I would be grateful if your Lordships would regard what I have said up to now as a factual background to a consideration of the financial and taxation innovations that Her Majesty's Government have recently proposed. I speak of the overseas effects of the Chancellor of the Exchequer's corporation tax and of the letter of April 8 from the First Secretary of State to a number of the more important British companies operating overseas. I think I am not using the language of exaggeration when I say that each of these, the corporation tax and the letter of April 8, will have the effect of diminishing the outflow of money from Britain to other countries, including the overseas Commonwealth countries. Indeed, I believe that this was the express purpose of both the tax and the letter. In addition to diminishing the outflow of money from Britain to overseas countries, I believe that two other things are likely to flow from the corporation tax and the letter. First, the net profitability, and so the value, of Britain's overseas assets will be depreciated; and, second, there is at least the possibility of a reduction in the total of the sterling reserves held in London by the overseas sterling area countries.
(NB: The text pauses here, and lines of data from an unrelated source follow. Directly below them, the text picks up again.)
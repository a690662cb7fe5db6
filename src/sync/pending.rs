//! Pending write flush.
//!
//! Retries queued remote deletes, then pushes every unsynced cached record,
//! parents before children so each promotion rewrites its dependents before
//! they are pushed.

use tracing::{debug, info, warn};

use crate::connectivity::Connectivity;
use crate::error::{Error, Result};
use crate::model::{Entity, Expense, ItineraryItem, PackingItem, Place, Traveler, Trip};
use crate::remote::{RemoteError, RemoteStore};
use crate::sync::engine::SyncEngine;
use crate::sync::types::FlushStats;

impl<R: RemoteStore, C: Connectivity> SyncEngine<R, C> {
    /// Push everything the cache holds that the remote store has not seen.
    ///
    /// # Errors
    ///
    /// Returns `Offline` when the remote store is unreachable, or a cache
    /// error. Per-record remote failures are counted, not returned.
    pub async fn flush_pending(&mut self) -> Result<FlushStats> {
        if !self.is_online().await {
            return Err(Error::Offline);
        }

        let mut stats = FlushStats::default();
        self.flush_deletions(&mut stats).await?;

        self.flush_kind::<Trip>(&mut stats).await?;
        self.flush_kind::<Place>(&mut stats).await?;
        self.flush_kind::<Traveler>(&mut stats).await?;
        self.flush_kind::<ItineraryItem>(&mut stats).await?;
        self.flush_kind::<PackingItem>(&mut stats).await?;
        self.flush_kind::<Expense>(&mut stats).await?;

        info!(
            pushed = stats.pushed(),
            deferred = stats.deferred.total(),
            failed = stats.failed.total(),
            deletes_applied = stats.deletes_applied,
            deletes_remaining = stats.deletes_remaining,
            "flushed pending writes"
        );
        Ok(stats)
    }

    async fn flush_deletions(&mut self, stats: &mut FlushStats) -> Result<()> {
        for pending in self.storage.pending_deletions()? {
            let result = self.remote.delete(pending.kind, &pending.remote_id).await;
            match result {
                Ok(()) | Err(RemoteError::Status { status: 404, .. }) => {
                    self.storage
                        .clear_deletion(pending.kind, &pending.remote_id, &self.actor)?;
                    // The local side may have failed alongside.
                    self.storage.evict(pending.kind, &pending.remote_id)?;
                    stats.deletes_applied += 1;
                }
                Err(e) => {
                    warn!(
                        kind = %pending.kind,
                        remote_id = %pending.remote_id,
                        attempts = pending.attempts + 1,
                        error = %e,
                        "queued delete still failing"
                    );
                    let message = e.to_string();
                    self.storage.queue_deletion(
                        pending.kind,
                        &pending.remote_id,
                        Some(&message),
                        &self.actor,
                    )?;
                    stats.deletes_remaining += 1;
                }
            }
        }
        Ok(())
    }

    async fn flush_kind<T: Entity>(&mut self, stats: &mut FlushStats) -> Result<()> {
        for record in self.storage.list_unsynced::<T>()? {
            let promoting = !record.key.is_remote();
            match self.repo::<T>().push(&record.key).await {
                Ok(pushed) if pushed.is_synced => {
                    if promoting {
                        stats.promoted.bump(T::KIND);
                    } else {
                        stats.updated.bump(T::KIND);
                    }
                }
                Ok(_) | Err(Error::Offline) => {
                    debug!(kind = %T::KIND, key = %record.key, "left unsynced");
                    stats.deferred.bump(T::KIND);
                }
                Err(Error::Remote(e)) => {
                    warn!(kind = %T::KIND, key = %record.key, error = %e, "remote rejected record");
                    stats.failed.bump(T::KIND);
                }
                Err(e) => return Err(e),
            }
        }
        Ok(())
    }
}
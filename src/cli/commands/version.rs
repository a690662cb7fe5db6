//! Version command implementation.

use crate::error::Result;
use serde::Serialize;

#[derive(Serialize)]
struct VersionOutput<'a> {
    version: &'a str,
    build: &'a str,
    export_format: u32,
}

/// Execute the version command.
///
/// # Errors
///
/// Returns an error if JSON serialization fails.
pub fn execute(json: bool) -> Result<()> {
    let version = env!("CARGO_PKG_VERSION");
    let build = if cfg!(debug_assertions) {
        "dev"
    } else {
        "release"
    };

    if json {
        let output = VersionOutput {
            version,
            build,
            export_format: crate::sync::FORMAT_VERSION,
        };
        return super::print_json(&output);
    }

    println!(
        "tripsync version {version} ({build}, export format v{})",
        crate::sync::FORMAT_VERSION
    );
    Ok(())
}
I would not believe that either of these what I might call consequential results was intended by Her Majesty's Government when the corporation tax and the letter of the First Secretary of State were contemplated.

I think it would be agreed, from the figures that I have quoted, that the basic balance-of-payments problem is very largely an import-export problem and not, to any important extent, an overseas investment problem. However, it must be agreed that the balance-of-payments problem has some overseas investment content; and, to this extent, Britain's overseas investment might be expected to have to accept its part of the business of correction, but not, I would hope, a permanent burden. But the means that Her Majesty's Government have adopted to this end is designed to be a permanent one. In other words, Her Majesty's Government have adopted a permanent long-term solution to a short-term situation. Her Majesty's Government are no doubt motivated by what they believe to be the interests of this country; and this, indeed, is their task and their responsibility as it is that of every country's Government. However, the position of Her Majesty's Government in the United Kingdom is, I believe, rather different from that of the Governments of other countries, in that Britain is the de facto leader of the Commonwealth and, as such, is looked to to have the interests of the Commonwealth in mind, at least to a reasonable extent.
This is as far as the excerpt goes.